Event Log Consolidation

 Top  Previous  Next

Many government regulations in the United States and other countries require you to collect and archive event logs for a certain period of time. With EventSentry you can consolidate all or some of your event logs, according to your rules, into a database (Microsoft SQL Server, MySQL, Oracle and Microsoft Access are supported through ODBC).

 

Database Consolidation can be setup very quickly and requires only a few steps. All of the steps below are automatically performed by the installer if you are using Microsoft SQL Server or Microsoft Access. Please see Steps to Event Log Consolidation for more information.

 

Create a database
Create an ODBC connection
Run the Database Setup Wizard to create all necessary users, tables and indexes
Create database notification target that points to the database (use a connection string whenever possible)
Create an event log filter that forwards some or all events to the database

 

If you have a Microsoft SQL Server database available then it is highly recommended that select the "Setup MSSQL" option during the installation, which will create and initialize the database and setup a basic configuration in EventSentry.

 

Connection Strings vs. System DSNs

When creating your database notification you have the choose between using a System DSN and a connection string. We strongly recommend that you use a connection string instead of a DSN, since using a DSN will require you to create that same DSN on every computer that will be writing to the EventSentry database.
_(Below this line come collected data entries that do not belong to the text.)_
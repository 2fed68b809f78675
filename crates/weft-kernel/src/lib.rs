//! Kernel emission and the end-to-end compile pipeline.
//!
//! [`KernelEmitter`] lowers the multi-round gather-hash-branch loop over a
//! batch of independent lanes into the operation IR, specialising by tree
//! depth and interleaving lane groups so the scheduler sees wide, mutually
//! independent chains. [`compile`] runs the whole pipeline: validate,
//! emit, prune, build dependency graphs, schedule each segment, and
//! concatenate the bundle stream.

#![deny(missing_docs)]
#![deny(rustdoc::broken_intra_doc_links)]
#![forbid(unsafe_code)]

pub mod config;
mod emitter;
mod hash;
pub mod pipeline;
mod tail;

pub use config::{
    ConfigError, Depth2SelectMode, Depth4Mode, IdxBranchMode, KernelConfig, KernelParams,
};
pub use emitter::{EmittedKernel, KernelEmitter};
pub use pipeline::{compile, CompileError, CompiledKernel};
//! Scratch address newtype.

use std::fmt;

/// A cell address in the flat scratch space.
///
/// Scratch is a contiguous range `[0, scratch_size)` of `u32` cells owned
/// by the emitter; the scheduler treats addresses as opaque dependency
/// keys. Vector operands name the base of a `vlen`-wide contiguous range.
#[derive(Clone, Copy, Debug, PartialEq, Eq, Hash, PartialOrd, Ord)]
pub struct Addr(pub u32);

impl Addr {
    /// The address `n` cells past this one.
    pub fn offset(self, n: u32) -> Addr {
        Addr(self.0 + n)
    }

    /// This address as a dense array index.
    pub fn index(self) -> usize {
        self.0 as usize
    }
}

impl fmt::Display for Addr {
    fn fmt(&self, f: &mut fmt::Formatter<'_>) -> fmt::Result {
        write!(f, "{}", self.0)
    }
}

impl From<u32> for Addr {
    fn from(v: u32) -> Self {
        Self(v)
    }
}
//! Scratch allocation errors.

use std::error::Error;
use std::fmt;

/// Errors from [`ScratchAlloc`](crate::ScratchAlloc).
#[derive(Clone, Copy, Debug, PartialEq, Eq)]
pub enum ScratchError {
    /// An allocation would exceed the scratch capacity. Fatal at emit time.
    Exhausted {
        /// Length of the failed allocation request.
        requested: usize,
        /// Cells already allocated when the request was made.
        used: usize,
        /// Total scratch capacity.
        capacity: usize,
    },
}

impl fmt::Display for ScratchError {
    fn fmt(&self, f: &mut fmt::Formatter<'_>) -> fmt::Result {
        match self {
            Self::Exhausted {
                requested,
                used,
                capacity,
            } => write!(
                f,
                "scratch exhausted: requested {requested} cells with {used}/{capacity} in use"
            ),
        }
    }
}

impl Error for ScratchError {}
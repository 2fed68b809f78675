//! The end-to-end compile pipeline.
//!
//! `validate → emit → prune → segment → schedule → concatenate`. Segments
//! are the maximal barrier-free runs of the pruned op stream; each is
//! graphed and scheduled independently (multi-start when configured), and
//! barriers land between them as single-slot bundles.

use std::error::Error;
use std::fmt;

use weft_core::{Bundle, MachineSpec, Operation};
use weft_graph::{prune_dead_slots, DepGraph};
use weft_scheduler::{schedule_segment_best, segment_stats, ScheduleError, SegmentStats};
use weft_scratch::{Region, ScratchError};

use crate::config::{ConfigError, KernelConfig, KernelParams};
use crate::emitter::KernelEmitter;

/// A fully compiled kernel: the bundle stream plus optional diagnostics.
#[derive(Debug)]
pub struct CompiledKernel {
    /// VLIW bundles in execution order, one per cycle.
    pub bundles: Vec<Bundle>,
    /// Per-segment statistics, collected only in debug mode.
    pub stats: Option<Vec<SegmentStats>>,
    /// Named scratch regions, for diagnostics and trace rendering.
    pub regions: Vec<Region>,
}

impl CompiledKernel {
    /// Total cycle count of the compiled stream.
    pub fn cycles(&self) -> usize {
        self.bundles.len()
    }
}

/// Errors from [`compile`].
#[derive(Clone, Debug, PartialEq, Eq)]
pub enum CompileError {
    /// An option was rejected before emission began.
    Config(ConfigError),
    /// Scratch space ran out during emission.
    Scratch(ScratchError),
    /// A segment could not be scheduled.
    Schedule(ScheduleError),
}

impl fmt::Display for CompileError {
    fn fmt(&self, f: &mut fmt::Formatter<'_>) -> fmt::Result {
        match self {
            Self::Config(e) => write!(f, "invalid config: {e}"),
            Self::Scratch(e) => write!(f, "{e}"),
            Self::Schedule(e) => write!(f, "{e}"),
        }
    }
}

impl Error for CompileError {
    fn source(&self) -> Option<&(dyn Error + 'static)> {
        match self {
            Self::Config(e) => Some(e),
            Self::Scratch(e) => Some(e),
            Self::Schedule(e) => Some(e),
        }
    }
}

impl From<ConfigError> for CompileError {
    fn from(e: ConfigError) -> Self {
        Self::Config(e)
    }
}

impl From<ScratchError> for CompileError {
    fn from(e: ScratchError) -> Self {
        Self::Scratch(e)
    }
}

impl From<ScheduleError> for CompileError {
    fn from(e: ScheduleError) -> Self {
        Self::Schedule(e)
    }
}

/// Compile one kernel instance to a VLIW bundle stream.
///
/// All errors are fatal to the compile; there is no partial output.
pub fn compile(
    spec: &MachineSpec,
    config: &KernelConfig,
    params: KernelParams,
) -> Result<CompiledKernel, CompileError> {
    config.validate(&params)?;

    let emitted = KernelEmitter::emit(spec, config, params)?;
    let regions = emitted.alloc.regions().to_vec();
    let ops = prune_dead_slots(emitted.ops, spec, config.emit_debug);

    let mut bundles = Vec::new();
    let mut stats = config.emit_debug.then(Vec::new);
    let mut segment: Vec<Operation> = Vec::new();

    for op in ops {
        if op.is_barrier() {
            flush_segment(&mut segment, spec, config, &mut bundles, &mut stats)?;
            let mut barrier = Bundle::new();
            barrier.push(op.slots[0].clone());
            bundles.push(barrier);
        } else {
            segment.push(op);
        }
    }
    flush_segment(&mut segment, spec, config, &mut bundles, &mut stats)?;

    Ok(CompiledKernel {
        bundles,
        stats,
        regions,
    })
}

/// Schedule the pending segment, append its bundles, and reset it.
fn flush_segment(
    segment: &mut Vec<Operation>,
    spec: &MachineSpec,
    config: &KernelConfig,
    bundles: &mut Vec<Bundle>,
    stats: &mut Option<Vec<SegmentStats>>,
) -> Result<(), CompileError> {
    if segment.is_empty() {
        return Ok(());
    }
    let graph = DepGraph::build(segment, spec);
    let schedule = schedule_segment_best(segment, &graph, spec, &config.scheduler)?;
    if let Some(stats) = stats {
        stats.push(segment_stats(segment, &graph, &schedule, spec));
    }
    bundles.extend(schedule.bundles);
    segment.clear();
    Ok(())
}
If you have to use a DSN, then you can use AutoAdministrator to push/duplicate an existing DSN to remote computers.

 

ODBC Drivers

Microsoft Windows 2000 and higher only ship with the "SQL Server" and "Microsoft Access" ODBC drivers by default, meaning that you will have to install an ODBC driver on the monitored servers if you are not using Microsoft SQL Server.

 

Microsoft SQL Server and Microsoft Access

Both drivers are installed by default on Windows 2000 and higher.

 

MySQL

It is fairly easy to install the MySQL ODBC driver on a monitored server since MySQL offers a setup routine that installs the MySQL ODBC driver. MySQL also offers an MSI package that can be rolled out using Active Directory.

 

Oracle

It is fairly complicated to install the ODBC drivers on a Microsoft Windows machine since you are required to install everything using the Java-based Oracle Universal Installer. If you plan on using Oracle then please keep in mind that you will have to install the ODBC drivers using the Oracle Universal Installer on every computer that is to write to the database.